Epidemiological estimates of the incidence of mental retardation in the general population vary - from 1% to 3% (Zigler & Hodapp, 1986) - due partially to differences in diagnostic criteria. There are significant differences in incidence for the mild and moderate forms of mental retardation when socioeconomic status is considered, while no differences are observed for the more severe forms. The male/female distribution is 1.5:1 (American Psychiatric Association, 1994).

Mental retardation has often been considered an intelligence disorder requiring principally pedagogical or social interventions. Its psychiatric dimension has been neglected. Thus, mental retardation can be considered the Cinderella of psychiatry (Potter, 1971).

The impact of mental retardation on personality development is confirmed by the high psychopathological vulnerability of the mentally retarded (Masi, Marcheschi, & Pfanner, 1996). According to the DSM-IV, all types of disorders are found in mentally retarded persons, with an incidence at least three or four times higher than in the general population. Rutter, Graham, and Yule (1970), in their epidemiological study on the Isle of Wight, found psychiatric problems in 30% to 42% of retarded children and adolescents, as opposed to 7% of the children with normal intelligence levels. Rates were similar among noninstitutionalized samples in the United States and Sweden (Chess, 1971; Gillberg, Persson, Grufman, & Themmer, 1986; Reiss, 1990).

Adolescence is a particularly important phase for the mentally retarded, because intellectual impairment can reduce adolescents' ability to integrate bodily and psychic transformations, increasing the risk of psychopathology. The clinical characteristics of psychiatric disorders in mentally retarded adolescents are influenced by the intellectual disability. Since clinical features are often not well defined and symptoms are more aspecific as the intellectual impairment becomes more severe, diagnosis can be particularly difficult. In addition, the course of mental disorders often differs for the mentally retarded; for example, reversibility is less frequent. The role of traumatic life events is especially important, since they more frequently have a triggering effect than for those with normal intelligence. The issue of psychopharmacological therapy is complex, as mental retardation has been considered an exclusion criterion in most studies on the efficacy of psychotropic drugs (Masi, Marcheschi, & Luccherino, 1996).

The present paper describes the clinical features of the most important psychiatric disorders in mentally retarded adolescents: mood disorders, psychotic disorders, severe behavioral disorders, personality disorders, anxiety disorders, and attention deficit disorder with hyperactivity.

MOOD DISORDERS

Mood disorders in adolescents with mild mental retardation and those with normal intelligence are similar, except for the precise description of subjective depressed or elated mood. Anxiety, phobic or obsessive symptoms, irritability, and somatic complaints are common signs. Changes in vital functions, such as reduced appetite or insomnia, are frequently the first manifestations of a mood disorder. External stressful events are often found to be the cause, but ordinary life changes may also be responsible. Manifestations of more severe forms of depression include psychotic symptoms (confused delusions or simple hallucinations); social withdrawal; regression (incontinence, deterioration of performance, childish behaviors); and psychomotor retardation.

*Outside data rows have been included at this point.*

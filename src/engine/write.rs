//! Group commit write path.

use std::sync::atomic::Ordering;
use std::sync::Arc;

use parking_lot::MutexGuard;
use tracing::{debug, info, warn};

use crate::column_family::{ColumnFamilyData, ColumnFamilyMemTables};
use crate::error::{AtlasError, Result};
use crate::job_context::JobContext;
use crate::options::WriteOptions;
use crate::types::SequenceNumber;
use crate::wal;
use crate::write_batch::{validate_batch, MemTableInserter, WriteBatch};
use crate::write_thread::{JoinOutcome, WriteGroup, Writer};

use super::state::{DbState, StatsCounters};
use super::{Engine, EngineInner, WriteCallback, BG_WAIT_INTERVAL};

/// What happened while a group was applied without the engine lock
struct GroupOutcome {
    status: Result<()>,
    /// Records in the merged batch
    count: u64,
    wal_written: bool,
    /// Memtable insertion started, so the group's sequence numbers are used
    inserted: bool,
}

impl Engine {
    /// Commit `batch` through the write thread
    ///
    /// Steps:
    /// 1. Queue as a writer; return if another leader wrote the batch
    /// 2. Run the callback, if any
    /// 3. Under the engine lock: check the background error, switch full
    ///    memtables, wait out write stalls, form the group
    /// 4. Without the lock: log the merged group and insert it
    /// 5. Publish the group's sequence numbers and wake the followers
    pub(crate) fn write_impl(
        &self,
        options: &WriteOptions,
        batch: WriteBatch,
        callback: Option<&dyn WriteCallback>,
    ) -> Result<()> {
        let inner = &self.inner;

        // Step 1: Queue up
        let writer = Writer::new(Some(batch), options.sync, options.disable_wal, callback.is_some());
        if inner.write_thread.join_batch_group(&writer) == JoinOutcome::Completed {
            StatsCounters::add(&inner.stats.writes_done_by_other, 1);
            return writer.status();
        }

        // Step 2: Callback, run before anything is committed
        let mut status = match callback {
            Some(callback) => callback.callback(self),
            None => Ok(()),
        };
        let callback_failed = status.is_err();

        let mut job = JobContext::new(inner.next_job_id());
        let mut state = inner.mutex.lock();

        // Step 3: Admission
        if status.is_ok() {
            status = inner.preprocess_write(&mut state, options, &mut job);
        }
        let group = inner.write_thread.enter_as_batch_group_leader(&writer);

        if status.is_ok() {
            state.last_batch_group_size = group.size();
            let cf_mems = ColumnFamilyMemTables::from_set(&state.column_families);
            let last_sequence = inner.last_sequence.load(Ordering::Acquire);

            // Step 4: Log and insert without the lock
            let outcome = MutexGuard::unlocked(&mut state, || {
                inner.write_group(&group, &cf_mems, last_sequence, options.ignore_missing_column_families)
            });

            // Step 5: Publish
            if outcome.inserted {
                inner.last_sequence.store(last_sequence + outcome.count, Ordering::Release);
            }
            if outcome.wal_written {
                state.log_empty = false;
            }
            status = outcome.status;

            StatsCounters::add(&inner.stats.write_groups, 1);
            if outcome.inserted {
                StatsCounters::add(&inner.stats.keys_written, outcome.count);
            }
            StatsCounters::add(&inner.stats.bytes_written, group.size() as u64);
        }

        if let Err(e) = &status {
            if inner.config.paranoid_checks && !callback_failed && poisons_write_path(e) {
                inner.bg_error.set_if_unset(e);
                inner.bg_cv.notify_all();
            }
        }
        drop(state);

        inner.write_thread.exit_as_batch_group_leader(&group, &status);
        StatsCounters::add(&inner.stats.writes_done_by_self, 1);
        inner.clean_job(&mut job);
        status
    }
}

/// Whether a failed group write should stop all later writes. Rejections
/// caused by the caller's own batch do not.
fn poisons_write_path(err: &AtlasError) -> bool {
    !err.is_transient() && !matches!(err, AtlasError::InvalidArgument(_) | AtlasError::NotSupported(_))
}

impl EngineInner {
    /// Everything a leader does under the engine lock before writing.
    fn preprocess_write(
        self: &Arc<Self>,
        state: &mut MutexGuard<'_, DbState>,
        options: &WriteOptions,
        job: &mut JobContext,
    ) -> Result<()> {
        if self.shutting_down.load(Ordering::Acquire) {
            return Err(AtlasError::ShutdownInProgress);
        }
        self.bg_error.check()?;

        if !self.flush_scheduler.is_empty() {
            self.schedule_flushes(state, job)?;
        }

        if self.write_controller.is_stopped() || self.write_controller.needs_delay() {
            let num_bytes = state.last_batch_group_size as u64;
            self.delay_write(state, num_bytes, options)?;
        }
        Ok(())
    }

    /// Log and insert a group. Runs without the engine lock while the
    /// caller leads the write thread.
    fn write_group(
        &self,
        group: &WriteGroup,
        cf_mems: &ColumnFamilyMemTables,
        last_sequence: SequenceNumber,
        ignore_missing_column_families: bool,
    ) -> GroupOutcome {
        // Merge the batches; a lone batch is used as is.
        let mut merged = match group.members() {
            [only] => only.batch().cloned().unwrap_or_default(),
            members => {
                let mut merged = WriteBatch::new();
                for batch in members.iter().filter_map(|w| w.batch()) {
                    merged.append(batch);
                }
                merged
            }
        };
        let count = u64::from(merged.count());
        merged.set_sequence(last_sequence + 1);

        let mut outcome = GroupOutcome {
            status: Ok(()),
            count,
            wal_written: false,
            inserted: false,
        };

        // A group that cannot be applied in full is neither logged nor
        // inserted, and uses no sequence numbers.
        if let Err(e) = validate_batch(&merged, cf_mems, ignore_missing_column_families) {
            debug!(error = %e, "rejected write group");
            outcome.status = Err(e);
            return outcome;
        }

        if !group.disable_wal() {
            let mut log = self.log.lock();
            if let Err(e) = log.add_record(merged.data()) {
                warn!(error = %e, "log append failed");
                outcome.status = Err(e);
                return outcome;
            }
            outcome.wal_written = true;
            StatsCounters::add(&self.stats.wal_records, 1);
            StatsCounters::add(&self.stats.wal_bytes, merged.byte_size() as u64);

            if group.needs_sync() {
                if let Err(e) = log.sync() {
                    warn!(error = %e, "log sync failed");
                    outcome.status = Err(e);
                    return outcome;
                }
                StatsCounters::add(&self.stats.wal_syncs, 1);
            }
        }

        outcome.inserted = true;
        let mut inserter = MemTableInserter::new(
            merged.sequence(),
            cf_mems,
            Some(&self.flush_scheduler),
            ignore_missing_column_families,
            0,
        );
        outcome.status = merged.iterate(&mut inserter);
        outcome
    }

    /// Pace or block the leader while the write controller asks for it.
    ///
    /// A delay sleeps with the engine lock released. A stop waits on the
    /// background condvar until background work lifts it.
    fn delay_write(&self, state: &mut MutexGuard<'_, DbState>, num_bytes: u64, options: &WriteOptions) -> Result<()> {
        let start = self.clock.now_micros();
        let mut delayed = false;

        if !self.write_controller.is_stopped() && self.write_controller.needs_delay() {
            if options.no_slowdown {
                return Err(AtlasError::Busy("write stall".to_string()));
            }
            let delay = self.write_controller.get_delay(start, num_bytes);
            if delay > 0 {
                debug!(delay_micros = delay, num_bytes, "delaying write");
                MutexGuard::unlocked(state, || self.clock.sleep_for_micros(delay));
                delayed = true;
            }
        }

        while self.write_controller.is_stopped()
            && !self.bg_error.is_set()
            && !self.shutting_down.load(Ordering::Acquire)
        {
            if options.no_slowdown {
                return Err(AtlasError::Busy("write stall".to_string()));
            }
            delayed = true;
            self.bg_cv.wait_for(state, BG_WAIT_INTERVAL);
        }

        if delayed {
            StatsCounters::add(&self.stats.write_stalls, 1);
            StatsCounters::add(
                &self.stats.stall_micros,
                self.clock.now_micros().saturating_sub(start),
            );
        }
        if self.shutting_down.load(Ordering::Acquire) {
            return Err(AtlasError::ShutdownInProgress);
        }
        self.bg_error.check()
    }

    /// Switch the memtables writers reported full and queue their flushes.
    pub(crate) fn schedule_flushes(
        self: &Arc<Self>,
        state: &mut MutexGuard<'_, DbState>,
        job: &mut JobContext,
    ) -> Result<()> {
        while let Some(cfd) = self.flush_scheduler.get_next_column_family(job) {
            let result = self.switch_memtable(state, &cfd, job);
            if result.is_ok() {
                cfd.request_flush();
                self.schedule_pending_flush(state, &cfd);
            }
            if cfd.unref() {
                cfd.destroy(job);
                state.column_families.free_dead_column_families(job);
            }
            result?;
        }
        self.maybe_schedule_flush_or_compaction(state);
        Ok(())
    }

    /// Retire the active memtable of `cfd` and start a new one.
    ///
    /// The caller leads the write thread, so no group is writing. A new log
    /// is started unless the current one is still empty; families with
    /// nothing buffered stop depending on older logs.
    pub(crate) fn switch_memtable(
        self: &Arc<Self>,
        state: &mut MutexGuard<'_, DbState>,
        cfd: &Arc<ColumnFamilyData>,
        job: &mut JobContext,
    ) -> Result<()> {
        let mut new_log_number = state.logfile_number;
        if !state.log_empty {
            new_log_number = state.new_file_number();
            let dir = self.config.wal_dir.clone();
            let new_log = MutexGuard::unlocked(state, || wal::open_log(dir.as_deref(), new_log_number))?;

            *self.log.lock() = new_log;
            state.logfile_number = new_log_number;
            state.log_empty = true;
            state.alive_logs.push_back(new_log_number);
            for other in state.column_families.alive() {
                if other.is_memory_empty() {
                    other.set_log_number(new_log_number);
                }
            }
        }

        let new_mem = cfd.construct_new_memtable();
        let retired = cfd.mem();
        cfd.switch_memtable(Arc::clone(&new_mem), new_log_number, &mut job.memtables_to_free);
        info!(
            cf = %cfd.name(),
            retired = retired.id(),
            entries = retired.num_entries(),
            memtable = new_mem.id(),
            log = new_log_number,
            "switched memtable"
        );
        StatsCounters::add(&self.stats.memtable_switches, 1);

        self.install_super_version_and_schedule_work(state, cfd, job);
        Ok(())
    }
}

In the more severe forms of mental retardation, the clinical features are much more vague. A clearly depressed mood or, more often, a dysphoric mood, is not easily expressed. Clinical criteria for orienting the diagnosis (Dosen & Gielen, 1993) include symptoms mimicking a depressive state (apathy, hypopraxia, crying); vegetative symptoms (loss of appetite or weight, stypsis, asthenia); psychomotor agitation with temper tantrums, self-injurious behavior or, conversely, catatonia and stereotypy; regression to previous stages of autonomy (urinary or fecal incontinence); tendency to withdraw from, or lack of interest in, the social sphere; and childish behavior. A family history of mood disorders is frequently noted.